De la mayoría de los aspectos tratados en la elaboración del taller de escritura, la cooperación entre los estudiantes adquiere un papel delicado y preciso, es decir, mientras exista el reconocimiento del otro; de su forma de pensar y opinar, una aprobación de sus acciones, una conversación sobre la actividad compositiva; el proceso de aprendizaje tendrá un desarrollo óptimo y agradable en el estudiante. Entre las formas adoptadas en este trabajo, se pueden señalar las siguientes:

  • Diversos aprendices trabajan juntos durante toda la composición, el aprendiz trabaja solo, en principio, y la responsabilidad del texto es individual, pero cuenta con la ayuda de compañeros para resolver tareas como: otro lee un borrador y le da una visión de lector intermedio[15]

Para el desarrollo del taller, se ha tenido en cuenta diversos componentes destinados a aprender a redactar biografías. Entre los cuales cabe destacar el contexto real (pone en contacto al aprendiz por primera vez con el uso lingüístico que aprenderá) el calentamiento (preparar psicológicamente al aprendiz para la secuencia), la presentación de ítem (ofrecer a los estudiantes el material lingüístico necesario para producir el uso que se está aprendiendo) las prácticas controladas (el estudiante ejercita las formas lingüísticas adquiridas). Es importante tener en cuenta que hay que trabajar sobre unidades completas de significación, textos completos y no fragmentados, además, el trabajo va dirigido a estudiantes en condiciones de comprender, interpretar, analizar y producir textos según sus necesidades de acción y comunicación.[16]Asimismo, el trabajo aborda aquellos procesos referidos al nivel intratextual, haciendo énfasis en la superestructura textual, es decir, la forma global como se organizan los componentes de un texto, el esquema lógico de organización del texto.

A manera de conclusión, el taller de escritura es un trabajo en conjunto, que posee unos objetivos y una estructura, en donde el rol del profesor abarca espacios fundamentales y la cooperación mutua es el motor del aprendizaje. Es por eso que el taller se ve en la necesidad de abarcar todos estos conceptos para la conformación de un proyecto que se acople a las necesidades de los estudiantes y a las necesidades que exige la identificación y el dominio de la escritura.

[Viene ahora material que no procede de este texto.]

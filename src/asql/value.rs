// Copyright Polysql, Inc. All rights reserved.
//
// Use of this software is governed by the Business Source License
// included in the LICENSE file at the root of this repository.
//
// As of the Change Date specified in that file, in accordance with
// the Business Source License, use of this software will be governed
// by the Apache License, Version 2.0.

use indexmap::IndexMap;

use crate::sql::SQLParam;

/// One candidate row to insert: column name to value, insertion-ordered. A
/// column that should take its default is simply left out of the map.
pub type ValueSet = IndexMap<String, ColumnValue>;

/// A caller-supplied value for one column. The tags make the encoder's
/// dispatch explicit; there is no runtime type sniffing.
#[derive(Debug, Clone, PartialEq)]
pub enum ColumnValue {
    /// A plain value, bound as a parameter. An `SQLParam::Array` here still
    /// binds as one multi-element parameter.
    Scalar(SQLParam),
    /// SQL text emitted verbatim into the VALUES tuple. The caller vouches
    /// for its safety.
    Expression(String),
    /// A related record. The encoder extracts the referenced column's value
    /// from it when the target column is relational.
    SubObject(ValueSet),
}

impl ColumnValue {
    pub fn expression(text: impl Into<String>) -> Self {
        ColumnValue::Expression(text.into())
    }
}

// A blanket `impl<T: Into<SQLParam>> From<T>` would collide with the
// reflexive From impl, so the scalar conversions are spelled out.
macro_rules! scalar_from {
    ($($typ:ty),*) => {
        $(
            impl From<$typ> for ColumnValue {
                fn from(value: $typ) -> Self {
                    ColumnValue::Scalar(value.into())
                }
            }
        )*
    };
}

scalar_from!(
    SQLParam,
    bool,
    i32,
    i64,
    f64,
    &str,
    String,
    uuid::Uuid,
    serde_json::Value
);

impl<T: Into<SQLParam>> From<Vec<T>> for ColumnValue {
    fn from(value: Vec<T>) -> Self {
        ColumnValue::Scalar(value.into())
    }
}

impl<T: Into<SQLParam>> From<Option<T>> for ColumnValue {
    fn from(value: Option<T>) -> Self {
        ColumnValue::Scalar(value.into())
    }
}

/// Convenience for assembling a [`ValueSet`] from pairs.
pub fn value_set<const N: usize>(pairs: [(&str, ColumnValue); N]) -> ValueSet {
    pairs
        .into_iter()
        .map(|(name, value)| (name.to_owned(), value))
        .collect()
}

[1] GÓMEZ MORENO, Wilson. Cinco apuntes sobre escritura. En: APUNTES AL MARGEN, Didáctica de la escritura. Editorial Sistemas y Computadores. Bucaramanga 2008. Pág. 37.

[2] Ibíd. Pág. 40.

[3] Ibíd. Pág. 41.

[4] CASSANY, Daniel. CONSTRUIR LA ESCRITURA. Capítulo 1: ¿Qué es escribir? Editorial Paidós. 1999. Pág. 25.

[5] Ibíd. Pág. 38.

[6] Ibíd. Pág. 47.

[7] CASSANY, Daniel. CONSTRUIR LA ESCRITURA. Capítulo 3: ¿ Cómo enseñar? Editorial Paidós. 1999. Pág. 144.

[8] Ibíd. Pág. 144.

[9] Ibíd. Pág. 147.

[10] Ibíd. Pág. 148.

[11] Ibíd. Pág. 148.

[12] Ibíd. Pág. 152.

[13] Ibíd. Pág. 153.

[14] Ibíd. Pág. 156.

[15] Ibíd. Pág. 158.

[16] Lineamientos curriculares. Lengua castellana. Un eje referido a los procesos de interpretación y producción de textos. Pág. 61.